Like the Euro’s did, the Women’s World Cup is putting female football in the spot light again, which is great to see. But why has it taken until now for women’s football to really take off?
With 11 girls teams including a girls only team in every youth football age group, and over 1/4 of the club now female, we are noticing a very strong shift in the participation of football at Hythe & Dibden YFC. Only ten years ago, we had a handful of female players signed on at the club. The sudden change is tangible and gathering pace, with no signs of slowing down.
Surely it can’t be the case that suddenly girls are more interested in playing than they used to be? Or that for some reason modern girls are better at playing the game?
If we rewind 100 years, women’s football was in a similar stage of ascendency. The First World War, with most men absent, opened the door for women to pick up the footballing mantle. By the time the men returned to the game, they were selling out stadiums, one game in 1920 getting a 53,000 sell out at Goodison Park with many other being turned away, and generating huge revenues.
But they were different times, and unfortunately prejudice was allowed to rear its ugly head. The FA banned women’s football, and all the progress was lost, which must have been heart breaking for those involved.
Read the full story here about How the FA banned women’s football in 1921 and tried to justify it.
Looking at the way they adopted football though, is it more to do with just having an opportunity? Or seeing it as acceptable? Or even just seeing it as something fun, that your peers and role models are doing?
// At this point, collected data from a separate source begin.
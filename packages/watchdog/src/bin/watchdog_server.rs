//! Watchdog daemon: runs the supervision loop until shutdown.

use anyhow::{Context, Result};
use sqlx::PgPool;
use tokio_util::sync::CancellationToken;
use tracing::info;
use watchdog_core::config::Config;
use watchdog_core::watchdog::Supervisor;

#[tokio::main]
async fn main() -> Result<()> {
    tracing_subscriber::fmt()
        .with_env_filter(tracing_subscriber::EnvFilter::from_default_env())
        .init();

    let config = Config::from_env()?;

    let pool = PgPool::connect(&config.database_url)
        .await
        .context("failed to connect to database")?;

    sqlx::migrate!("./migrations")
        .run(&pool)
        .await
        .context("failed to run migrations")?;

    let supervisor = Supervisor::new(pool, config.watchdog);

    let shutdown = CancellationToken::new();
    let handle = tokio::spawn(supervisor.run(shutdown.clone()));

    tokio::signal::ctrl_c()
        .await
        .context("failed to listen for shutdown signal")?;
    info!("shutdown signal received");

    // The in-flight detector tick finishes before the loop exits.
    shutdown.cancel();
    handle.await.context("supervision loop panicked")?;

    Ok(())
}
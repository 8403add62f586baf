//! DocumentResult model: the processing record for one item within an
//! Execution.

use chrono::{DateTime, Utc};
use serde::{Deserialize, Serialize};
use sqlx::{FromRow, PgPool};
use typed_builder::TypedBuilder;
use uuid::Uuid;

#[derive(Debug, Clone, Copy, PartialEq, Eq, Serialize, Deserialize, sqlx::Type, Default)]
#[sqlx(type_name = "document_status", rename_all = "snake_case")]
#[serde(rename_all = "snake_case")]
pub enum DocumentStatus {
    #[default]
    Pending,
    Processing,
    Completed,
    Error,
    Skipped,
}

#[derive(FromRow, Debug, Clone, Serialize, Deserialize, TypedBuilder)]
#[builder(field_defaults(setter(into)))]
pub struct DocumentResult {
    #[builder(default = Uuid::new_v4())]
    pub id: Uuid,
    pub execution_id: Uuid,
    pub item_code: String,
    #[builder(default)]
    pub status: DocumentStatus,
    #[builder(default = 0)]
    pub attempts: i32,
    #[builder(default, setter(strip_option))]
    pub last_error_at: Option<DateTime<Utc>>,
    #[builder(default, setter(strip_option))]
    pub error_message: Option<String>,
    #[builder(default = Utc::now())]
    pub created_at: DateTime<Utc>,
    #[builder(default = Utc::now())]
    pub updated_at: DateTime<Utc>,
}

const DOCUMENT_COLUMNS: &str = r#"
    id, execution_id, item_code, status, attempts, last_error_at, error_message,
    created_at, updated_at
"#;

impl DocumentResult {
    /// Whether the worker may pick this item up again.
    pub fn eligible_for_reprocessing(&self, max_attempts: i32) -> bool {
        matches!(self.status, DocumentStatus::Pending | DocumentStatus::Error)
            && self.attempts < max_attempts
    }

    /// Seed Pending rows for a batch of items up front.
    pub async fn seed_pending(
        execution_id: Uuid,
        item_codes: &[String],
        pool: &PgPool,
    ) -> Result<u64, sqlx::Error> {
        let mut inserted = 0;
        for code in item_codes {
            let result = sqlx::query(
                r#"
                INSERT INTO document_results (id, execution_id, item_code, status)
                VALUES ($1, $2, $3, 'pending')
                "#,
            )
            .bind(Uuid::new_v4())
            .bind(execution_id)
            .bind(code)
            .execute(pool)
            .await?;
            inserted += result.rows_affected();
        }
        Ok(inserted)
    }

    pub async fn find_by_id(id: Uuid, pool: &PgPool) -> Result<Option<Self>, sqlx::Error> {
        sqlx::query_as::<_, Self>(&format!(
            "SELECT {DOCUMENT_COLUMNS} FROM document_results WHERE id = $1"
        ))
        .bind(id)
        .fetch_optional(pool)
        .await
    }

    pub async fn find_by_execution(
        execution_id: Uuid,
        pool: &PgPool,
    ) -> Result<Vec<Self>, sqlx::Error> {
        sqlx::query_as::<_, Self>(&format!(
            r#"
            SELECT {DOCUMENT_COLUMNS}
            FROM document_results
            WHERE execution_id = $1
            ORDER BY created_at ASC
            "#,
        ))
        .bind(execution_id)
        .fetch_all(pool)
        .await
    }

    /// Error rows for an execution, most recent error first.
    pub async fn find_errors(
        execution_id: Uuid,
        pool: &PgPool,
    ) -> Result<Vec<Self>, sqlx::Error> {
        sqlx::query_as::<_, Self>(&format!(
            r#"
            SELECT {DOCUMENT_COLUMNS}
            FROM document_results
            WHERE execution_id = $1 AND status = 'error'
            ORDER BY last_error_at DESC NULLS LAST
            "#,
        ))
        .bind(execution_id)
        .fetch_all(pool)
        .await
    }

    /// Worker transition: Pending/Error -> Processing, bounded by attempts.
    pub async fn mark_processing(
        id: Uuid,
        max_attempts: i32,
        pool: &PgPool,
    ) -> Result<bool, sqlx::Error> {
        let result = sqlx::query(
            r#"
            UPDATE document_results
            SET status = 'processing', updated_at = NOW()
            WHERE id = $1 AND status IN ('pending', 'error') AND attempts < $2
            "#,
        )
        .bind(id)
        .bind(max_attempts)
        .execute(pool)
        .await?;

        Ok(result.rows_affected() > 0)
    }

    /// Worker transition: Processing -> Completed.
    pub async fn mark_completed(id: Uuid, pool: &PgPool) -> Result<bool, sqlx::Error> {
        let result = sqlx::query(
            r#"
            UPDATE document_results
            SET status = 'completed', error_message = NULL, updated_at = NOW()
            WHERE id = $1 AND status = 'processing'
            "#,
        )
        .bind(id)
        .execute(pool)
        .await?;

        Ok(result.rows_affected() > 0)
    }

    /// Worker transition: Processing -> Error.
    pub async fn mark_error(
        id: Uuid,
        error: &str,
        pool: &PgPool,
    ) -> Result<bool, sqlx::Error> {
        let result = sqlx::query(
            r#"
            UPDATE document_results
            SET status = 'error',
                attempts = attempts + 1,
                last_error_at = NOW(),
                error_message = $2,
                updated_at = NOW()
            WHERE id = $1 AND status = 'processing'
            "#,
        )
        .bind(id)
        .bind(error)
        .execute(pool)
        .await?;

        Ok(result.rows_affected() > 0)
    }

    /// Worker transition: Processing -> Skipped.
    pub async fn mark_skipped(id: Uuid, pool: &PgPool) -> Result<bool, sqlx::Error> {
        let result = sqlx::query(
            r#"
            UPDATE document_results
            SET status = 'skipped', updated_at = NOW()
            WHERE id = $1 AND status = 'processing'
            "#,
        )
        .bind(id)
        .execute(pool)
        .await?;

        Ok(result.rows_affected() > 0)
    }

    pub async fn count_errors(execution_id: Uuid, pool: &PgPool) -> Result<i64, sqlx::Error> {
        sqlx::query_scalar::<_, i64>(
            "SELECT COUNT(*) FROM document_results WHERE execution_id = $1 AND status = 'error'",
        )
        .bind(execution_id)
        .fetch_one(pool)
        .await
    }

    /// How many Processing rows under an execution have not been touched
    /// since `cutoff`. The detector treats these as wedged items.
    pub async fn count_stalled_processing(
        execution_id: Uuid,
        cutoff: DateTime<Utc>,
        pool: &PgPool,
    ) -> Result<i64, sqlx::Error> {
        sqlx::query_scalar::<_, i64>(
            r#"
            SELECT COUNT(*) FROM document_results
            WHERE execution_id = $1 AND status = 'processing' AND updated_at < $2
            "#,
        )
        .bind(execution_id)
        .bind(cutoff)
        .fetch_one(pool)
        .await
    }

    /// Detector sweep: every Processing row under a stuck execution becomes
    /// Error with one more attempt burned. Only ever moves Processing ->
    /// Error, never the reverse, so it cannot clobber a worker's Completed
    /// write. Returns the number of rows swept.
    pub async fn fail_processing_for_execution(
        execution_id: Uuid,
        error: &str,
        pool: &PgPool,
    ) -> Result<u64, sqlx::Error> {
        let result = sqlx::query(
            r#"
            UPDATE document_results
            SET status = 'error',
                attempts = attempts + 1,
                last_error_at = NOW(),
                error_message = $2,
                updated_at = NOW()
            WHERE execution_id = $1 AND status = 'processing'
            "#,
        )
        .bind(execution_id)
        .bind(error)
        .execute(pool)
        .await?;

        Ok(result.rows_affected())
    }

    /// Resume sweep: Error rows with attempts left go back to Pending so the
    /// worker can re-process them. Completed rows are never touched.
    pub async fn requeue_errors_for_execution(
        execution_id: Uuid,
        max_attempts: i32,
        pool: &PgPool,
    ) -> Result<u64, sqlx::Error> {
        let result = sqlx::query(
            r#"
            UPDATE document_results
            SET status = 'pending', updated_at = NOW()
            WHERE execution_id = $1 AND status = 'error' AND attempts < $2
            "#,
        )
        .bind(execution_id)
        .bind(max_attempts)
        .execute(pool)
        .await?;

        Ok(result.rows_affected())
    }
}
Girls Football Development Secretary at Hythe & Dibden YFC, Steve Norris, has been pioneering the growth of girls football in the area for many years now, and sits on the committee for the Hampshire girls football league. He has some interesting observations about the reasons behind the recent upturn.
Girls football has grown both locally and worldwide through a combination of factors; exposure on media outlets has helped inspire girls to give footy a try, and this demand has been welcomed by grass roots clubs who now see similar interest levels from girls and boys alike.
I also see a huge snowball effect in girls locally who see their friends enjoying the game so much and come along as a result. A lot of the girls don’t watch football or play related computer games, so the first hand accounts given by their female peers is sometimes key to their decision making.
FA initiatives have also helped enormously with over 34000 girls moving through the Wildcats program, into girls only leagues which have exploded over the last 5 years.
Finally I’d like to point out the impact open minded parents have on the growth rate within the girls game. I’m pretty sure everyone now realises that football can benefit everyone equally and having parents who played a lot in their younger days, who now take time to volunteer or facilitate their child’s participation in the game, is crucial to the success we see today.
Girls Football Development Secretary, Hythe & Dibden YFC
So the reality is there are multiple reasons for girls football seeing unprecedented growth. It’s not a 21st century phenomenon – but lets keep this momentum going, and make sure girls football is here to stay!